= Beginning of Section =
//! Command-line interface definition.

use std::path::PathBuf;

use clap::{Parser, Subcommand};
use taskcal_core::{Provider, Service};

/// taskcal - keep local tasks and events in sync with your providers
#[derive(Debug, Parser)]
#[command(name = "taskcal")]
#[command(author, version, about, long_about = None)]
pub struct Cli {
    /// Path to configuration file
    #[arg(long, short, env = "TASKCAL_CONFIG", global = true)]
    pub config: Option<PathBuf>,

    /// Enable debug output
    #[arg(long, short = 'v', global = true)]
    pub debug: bool,

    /// Print results as JSON
    #[arg(long, global = true)]
    pub json: bool,

    #[command(subcommand)]
    pub command: Command,
}

impl Cli {
    /// Returns true if the command runs until interrupted.
    pub fn is_long_running(&self) -> bool {
        matches!(self.command, Command::Sync { watch: true, .. })
    }
}

/// Available commands.
#[derive(Debug, Subcommand)]
pub enum Command {
    /// Connect, disconnect and inspect provider accounts
    Auth {
        #[command(subcommand)]
        action: AuthAction,
    },

    /// Push local changes and pull remote ones
    Sync {
        /// Only sync this provider (google, microsoft, todoist)
        #[arg(long, short)]
        provider: Option<Provider>,

        /// Keep running and sync on an interval
        #[arg(long, short)]
        watch: bool,

        /// Seconds between passes in watch mode (overrides the config)
        #[arg(long)]
        interval: Option<u64>,
    },

    /// Configuration commands
    Config {
        #[command(subcommand)]
        action: ConfigAction,
    },
}

/// Account actions.
#[derive(Debug, Subcommand)]
pub enum AuthAction {
    /// Authorize access to a provider in the browser
    Connect {
        /// Provider to connect (google, microsoft, todoist)
        provider: Provider,

        /// Service whose scopes are requested
        #[arg(long, short, default_value_t = Service::Tasks)]
        service: Service,

        /// OAuth client id; saved to the config file
        #[arg(long)]
        client_id: Option<String>,

        /// Print the consent URL instead of opening a browser
        #[arg(long)]
        no_browser: bool,
    },

    /// Forget the stored connection of a provider
    Disconnect {
        /// Provider to disconnect
        provider: Provider,
    },

    /// Show the connection state of every provider
    Status,
}

/// Configuration actions.
#[derive(Debug, Subcommand)]
pub enum ConfigAction {
    /// Dump current configuration
    Dump,

    /// Validate configuration
    Validate,

    /// Show configuration and data paths
    Path,
}
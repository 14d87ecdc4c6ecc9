//! Persistence of OAuth connections.
//!
//! All connections are serialized together as one JSON array under a single
//! key of the backing [`KeyValueStore`]. At most one record exists per
//! provider; saving a connection replaces the previous record.

use std::sync::Arc;

use chrono::{DateTime, Utc};
use taskcal_core::Provider;
use tracing::debug;

use super::connection::{OAuthConnection, OAuthTokens};
use crate::error::{ProviderError, ProviderResult};
use crate::kv::KeyValueStore;

/// Key under which the connection collection is stored.
pub const CONNECTIONS_KEY: &str = "oauth_connections";

/// Reads and writes [`OAuthConnection`] records.
#[derive(Clone)]
pub struct TokenStore {
    kv: Arc<dyn KeyValueStore>,
}

impl std::fmt::Debug for TokenStore {
    fn fmt(&self, f: &mut std::fmt::Formatter<'_>) -> std::fmt::Result {
        f.debug_struct("TokenStore").finish_non_exhaustive()
    }
}

impl TokenStore {
    /// Creates a token store over the given key-value store.
    pub fn new(kv: Arc<dyn KeyValueStore>) -> Self {
        Self { kv }
    }

    /// Returns every stored connection.
    pub fn all(&self) -> ProviderResult<Vec<OAuthConnection>> {
        match self.kv.get(CONNECTIONS_KEY)? {
            None => Ok(Vec::new()),
            Some(raw) => serde_json::from_str(&raw).map_err(|e| {
                ProviderError::storage(format!("failed to parse stored connections: {}", e))
                    .with_source(e)
            }),
        }
    }

    /// Returns the connection for `provider`, if any.
    pub fn get(&self, provider: Provider) -> ProviderResult<Option<OAuthConnection>> {
        Ok(self.all()?.into_iter().find(|c| c.provider == provider))
    }

    /// Saves a connection, replacing any existing record for its provider.
    pub fn save(&self, connection: OAuthConnection) -> ProviderResult<()> {
        let mut connections = self.all()?;
        connections.retain(|c| c.provider != connection.provider);
        debug!(provider = %connection.provider, "saving connection");
        connections.push(connection);
        self.write(&connections)
    }

    /// Replaces the tokens of an existing connection.
    pub fn update_tokens(&self, provider: Provider, tokens: OAuthTokens) -> ProviderResult<()> {
        self.modify(provider, |c| c.tokens = tokens)
    }

    /// Stamps the last successful sync time of an existing connection.
    pub fn touch_last_sync(&self, provider: Provider, at: DateTime<Utc>) -> ProviderResult<()> {
        self.modify(provider, |c| c.last_sync_at = Some(at))
    }

    /// Deletes the connection for `provider`; deleting a missing one is a no-op.
    pub fn remove(&self, provider: Provider) -> ProviderResult<()> {
        let mut connections = self.all()?;
        let before = connections.len();
        connections.retain(|c| c.provider != provider);
        if connections.len() == before {
            return Ok(());
        }
        debug!(%provider, "removing connection");
        if connections.is_empty() {
            self.kv.remove(CONNECTIONS_KEY)
        } else {
            self.write(&connections)
        }
    }

    fn modify(
        &self,
        provider: Provider,
        f: impl FnOnce(&mut OAuthConnection),
    ) -> ProviderResult<()> {
        let mut connections = self.all()?;
        let connection = connections
            .iter_mut()
            .find(|c| c.provider == provider)
            .ok_or_else(|| {
                ProviderError::no_connection(format!("{} is not connected", provider))
                    .with_provider(provider.as_str())
            })?;
        f(connection);
        self.write(&connections)
    }

    fn write(&self, connections: &[OAuthConnection]) -> ProviderResult<()> {
        let raw = serde_json::to_string(connections)
            .map_err(|e| ProviderError::internal(format!("failed to serialize connections: {}", e)))?;
        self.kv.set(CONNECTIONS_KEY, raw)
    }
}
//! Sync orchestration error types.

use thiserror::Error;

/// Result type for orchestration operations.
pub type ManagerResult<T> = Result<T, SyncError>;

/// Errors raised by the manager and scheduler.
///
/// Provider failures never show up here; they are folded into each
/// provider's `SyncResult`.
#[derive(Debug, Error)]
pub enum SyncError {
    /// No registered provider has this name.
    #[error("unknown sync provider: {name}")]
    UnknownProvider { name: String },

    /// A provider with this name is already registered.
    #[error("sync provider already registered: {name}")]
    DuplicateProvider { name: String },

    /// The scheduler loop has exited.
    #[error("scheduler is not running")]
    SchedulerStopped,
}

impl SyncError {
    /// Creates an unknown provider error.
    pub fn unknown_provider(name: impl Into<String>) -> Self {
        Self::UnknownProvider { name: name.into() }
    }
}
//! Outcome of a synchronization pass.

use serde::{Deserialize, Serialize};

/// Result of syncing one provider, reported to the UI and never persisted.
#[derive(Debug, Clone, Default, PartialEq, Eq, Serialize, Deserialize)]
#[serde(rename_all = "camelCase")]
pub struct SyncResult {
    /// True when no error was recorded.
    pub success: bool,
    /// Number of entities pulled or pushed successfully.
    pub synced_count: usize,
    /// Human-readable messages for skipped items and failures.
    pub errors: Vec<String>,
}

impl SyncResult {
    /// Creates a successful result.
    pub fn ok(synced_count: usize) -> Self {
        Self {
            success: true,
            synced_count,
            errors: Vec::new(),
        }
    }

    /// Creates a failed result carrying a single message.
    pub fn failed(error: impl Into<String>) -> Self {
        Self {
            success: false,
            synced_count: 0,
            errors: vec![error.into()],
        }
    }

    /// Records a skipped item or failure; the result is no longer successful.
    pub fn push_error(&mut self, error: impl Into<String>) {
        self.success = false;
        self.errors.push(error.into());
    }

    /// Folds another partial result into this one.
    pub fn merge(&mut self, other: SyncResult) {
        self.synced_count += other.synced_count;
        self.success &= other.success;
        self.errors.extend(other.errors);
    }
}
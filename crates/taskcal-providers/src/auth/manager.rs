//! Connection lifecycle across providers.
//!
//! [`OAuthManager`] owns the view of every stored connection. It is built
//! explicitly with a [`TokenStore`] and the set of configured
//! [`AuthProvider`]s, and applies one policy: hand out the stored access token
//! while it is fresh, refresh once when it is not, and drop the connection
//! when the refresh service says the session is gone.

use std::collections::HashMap;
use std::sync::Arc;

use chrono::{DateTime, Utc};
use serde::Serialize;
use taskcal_core::{Provider, Service};
use tracing::{debug, info, warn};

use super::connection::{ConnectionState, OAuthConnection, UserProfile};
use super::provider::AuthProvider;
use super::token_store::TokenStore;
use crate::error::{ProviderError, ProviderResult};

/// Snapshot of one provider's connection, for display.
#[derive(Debug, Clone, PartialEq, Eq, Serialize)]
#[serde(rename_all = "camelCase")]
pub struct ConnectionStatus {
    /// Provider key.
    pub provider: Provider,
    /// Derived state.
    pub state: ConnectionState,
    /// Connected account.
    pub user: Option<UserProfile>,
    /// When the connection was established.
    pub connected_at: Option<DateTime<Utc>>,
    /// When the access token expires.
    pub expires_at: Option<DateTime<Utc>>,
    /// When a sync last completed.
    pub last_sync_at: Option<DateTime<Utc>>,
}

impl ConnectionStatus {
    fn of(provider: Provider, connection: Option<&OAuthConnection>, now: DateTime<Utc>) -> Self {
        Self {
            provider,
            state: ConnectionState::of(connection, now),
            user: connection.and_then(|c| c.user.clone()),
            connected_at: connection.map(|c| c.connected_at),
            expires_at: connection.and_then(|c| c.tokens.expires_at),
            last_sync_at: connection.and_then(|c| c.last_sync_at),
        }
    }
}

/// Orchestrates connect, refresh and disconnect for all providers.
pub struct OAuthManager {
    store: TokenStore,
    providers: HashMap<Provider, Arc<dyn AuthProvider>>,
    /// Serializes refreshes of one provider; providers never wait on each other.
    refresh_locks: HashMap<Provider, tokio::sync::Mutex<()>>,
}

impl std::fmt::Debug for OAuthManager {
    fn fmt(&self, f: &mut std::fmt::Formatter<'_>) -> std::fmt::Result {
        f.debug_struct("OAuthManager")
            .field("providers", &self.providers.keys().collect::<Vec<_>>())
            .finish_non_exhaustive()
    }
}

impl OAuthManager {
    /// Creates a manager with no configured providers.
    pub fn new(store: TokenStore) -> Self {
        Self {
            store,
            providers: HashMap::new(),
            refresh_locks: Provider::ALL
                .iter()
                .map(|p| (*p, tokio::sync::Mutex::new(())))
                .collect(),
        }
    }

    /// Builder method to register an auth provider.
    pub fn with_provider(mut self, provider: Arc<dyn AuthProvider>) -> Self {
        self.providers.insert(provider.provider(), provider);
        self
    }

    /// Returns true if an auth provider is configured for `provider`.
    pub fn is_configured(&self, provider: Provider) -> bool {
        self.providers.contains_key(&provider)
    }

    fn auth_provider(&self, provider: Provider) -> ProviderResult<&Arc<dyn AuthProvider>> {
        self.providers.get(&provider).ok_or_else(|| {
            ProviderError::not_configured(format!(
                "no auth provider configured for {}",
                provider.display_name()
            ))
            .with_provider(provider.as_str())
        })
    }

    /// Runs the interactive authorization flow and saves the connection.
    ///
    /// The profile fetch afterwards is best-effort; on failure the connection
    /// is saved without a user.
    pub async fn connect(
        &self,
        provider: Provider,
        service: Service,
    ) -> ProviderResult<OAuthConnection> {
        let auth = self.auth_provider(provider)?;
        info!(%provider, %service, "connecting");

        let mut tokens = auth.authenticate(service).await?;
        if let Some(previous) = self.store.get(provider)? {
            tokens = tokens.inherit_from(&previous.tokens);
        }

        let mut connection = OAuthConnection::new(provider, tokens);
        match auth
            .fetch_user_profile(connection.tokens.access_token.clone())
            .await
        {
            Ok(user) => connection = connection.with_user(user),
            Err(e) => warn!(%provider, "could not fetch user profile: {}", e),
        }

        self.store.save(connection.clone())?;
        info!(%provider, "connected");
        Ok(connection)
    }

    /// Deletes the stored connection; idempotent.
    pub fn disconnect(&self, provider: Provider) -> ProviderResult<()> {
        self.store.remove(provider)?;
        info!(%provider, "disconnected");
        Ok(())
    }

    /// Returns true if a connection is stored for `provider`.
    pub fn is_connected(&self, provider: Provider) -> bool {
        match self.store.get(provider) {
            Ok(connection) => connection.is_some(),
            Err(e) => {
                warn!(%provider, "cannot read stored connections: {}", e);
                false
            }
        }
    }

    /// Returns the stored connection, if any.
    pub fn connection(&self, provider: Provider) -> ProviderResult<Option<OAuthConnection>> {
        self.store.get(provider)
    }

    /// Returns a usable access token, refreshing it if necessary.
    ///
    /// # Errors
    ///
    /// - `NoConnection` if the provider was never connected
    /// - `RefreshTokenMissing` if the token expired and cannot be renewed
    /// - `SessionExpired` if the refresh service rejected the refresh token;
    ///   the stored connection is deleted
    /// - `ExchangeServiceUnavailable` if the refresh service is unreachable;
    ///   the connection is kept
    pub async fn get_valid_access_token(&self, provider: Provider) -> ProviderResult<String> {
        let connection = self.require_connection(provider)?;
        if !connection.tokens.is_expired() {
            return Ok(connection.tokens.access_token);
        }
        self.refresh_locked(provider, false).await
    }

    /// Renews the access token even if it looks fresh.
    ///
    /// Used when a provider API rejects a token before its recorded expiry.
    pub async fn force_refresh(&self, provider: Provider) -> ProviderResult<String> {
        self.refresh_locked(provider, true).await
    }

    async fn refresh_locked(&self, provider: Provider, force: bool) -> ProviderResult<String> {
        let lock = self.refresh_locks.get(&provider).ok_or_else(|| {
            ProviderError::internal(format!("no refresh lock for {}", provider))
        })?;
        let _guard = lock.lock().await;

        // Another caller may have refreshed while we waited
        let connection = self.require_connection(provider)?;
        if !force && !connection.tokens.is_expired() {
            return Ok(connection.tokens.access_token);
        }

        let refresh_token = connection.tokens.refresh_token.clone().ok_or_else(|| {
            ProviderError::refresh_token_missing(format!(
                "{} token expired and no refresh token is stored; reconnect required",
                provider.display_name()
            ))
            .with_provider(provider.as_str())
        })?;

        let auth = self.auth_provider(provider)?;
        debug!(%provider, "refreshing access token");
        match auth.refresh_access_token(refresh_token).await {
            Ok(tokens) => {
                let tokens = tokens.inherit_from(&connection.tokens);
                let access_token = tokens.access_token.clone();
                self.store.update_tokens(provider, tokens)?;
                info!(%provider, "access token refreshed");
                Ok(access_token)
            }
            Err(e) if e.requires_reconnect() => {
                warn!(%provider, code = %e.code(), "refresh needs reconnect, removing connection: {}", e);
                self.store.remove(provider)?;
                Err(ProviderError::session_expired(format!(
                    "{} session expired; reconnect required",
                    provider.display_name()
                ))
                .with_provider(provider.as_str())
                .with_source(e))
            }
            Err(e) => Err(e),
        }
    }

    /// Stamps the last successful sync time.
    pub fn touch_last_sync(&self, provider: Provider) -> ProviderResult<()> {
        self.store.touch_last_sync(provider, Utc::now())
    }

    /// Returns the status of one provider.
    pub fn status(&self, provider: Provider) -> ProviderResult<ConnectionStatus> {
        let connection = self.store.get(provider)?;
        Ok(ConnectionStatus::of(provider, connection.as_ref(), Utc::now()))
    }

    /// Returns the status of every known provider.
    pub fn connections(&self) -> ProviderResult<Vec<ConnectionStatus>> {
        let stored = self.store.all()?;
        let now = Utc::now();
        Ok(Provider::ALL
            .iter()
            .map(|p| ConnectionStatus::of(*p, stored.iter().find(|c| c.provider == *p), now))
            .collect())
    }

    fn require_connection(&self, provider: Provider) -> ProviderResult<OAuthConnection> {
        self.store.get(provider)?.ok_or_else(|| {
            ProviderError::no_connection(format!("{} is not connected", provider.display_name()))
                .with_provider(provider.as_str())
        })
    }
}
= End of Section =
◆ **Task description**: Would you please copy exactly the part of the entries above that begins at the line containing "(overrides the config)" and ends at the line containing "pub const CONNECTIONS_KEY: &str", both lines included?

◆ **Exercise response**:
        /// Seconds between passes in watch mode (overrides the config)
        #[arg(long)]
        interval: Option<u64>,
    },

    /// Configuration commands
    Config {
        #[command(subcommand)]
        action: ConfigAction,
    },
}

/// Account actions.
#[derive(Debug, Subcommand)]
pub enum AuthAction {
    /// Authorize access to a provider in the browser
    Connect {
        /// Provider to connect (google, microsoft, todoist)
        provider: Provider,

        /// Service whose scopes are requested
        #[arg(long, short, default_value_t = Service::Tasks)]
        service: Service,

        /// OAuth client id; saved to the config file
        #[arg(long)]
        client_id: Option<String>,

        /// Print the consent URL instead of opening a browser
        #[arg(long)]
        no_browser: bool,
    },

    /// Forget the stored connection of a provider
    Disconnect {
        /// Provider to disconnect
        provider: Provider,
    },

    /// Show the connection state of every provider
    Status,
}

/// Configuration actions.
#[derive(Debug, Subcommand)]
pub enum ConfigAction {
    /// Dump current configuration
    Dump,

    /// Validate configuration
    Validate,

    /// Show configuration and data paths
    Path,
}
repository 14d87ecdc4c6ecc9
//! Persistence of OAuth connections.
//!
//! All connections are serialized together as one JSON array under a single
//! key of the backing [`KeyValueStore`]. At most one record exists per
//! provider; saving a connection replaces the previous record.

use std::sync::Arc;

use chrono::{DateTime, Utc};
use taskcal_core::Provider;
use tracing::debug;

use super::connection::{OAuthConnection, OAuthTokens};
use crate::error::{ProviderError, ProviderResult};
use crate::kv::KeyValueStore;

/// Key under which the connection collection is stored.
pub const CONNECTIONS_KEY: &str = "oauth_connections";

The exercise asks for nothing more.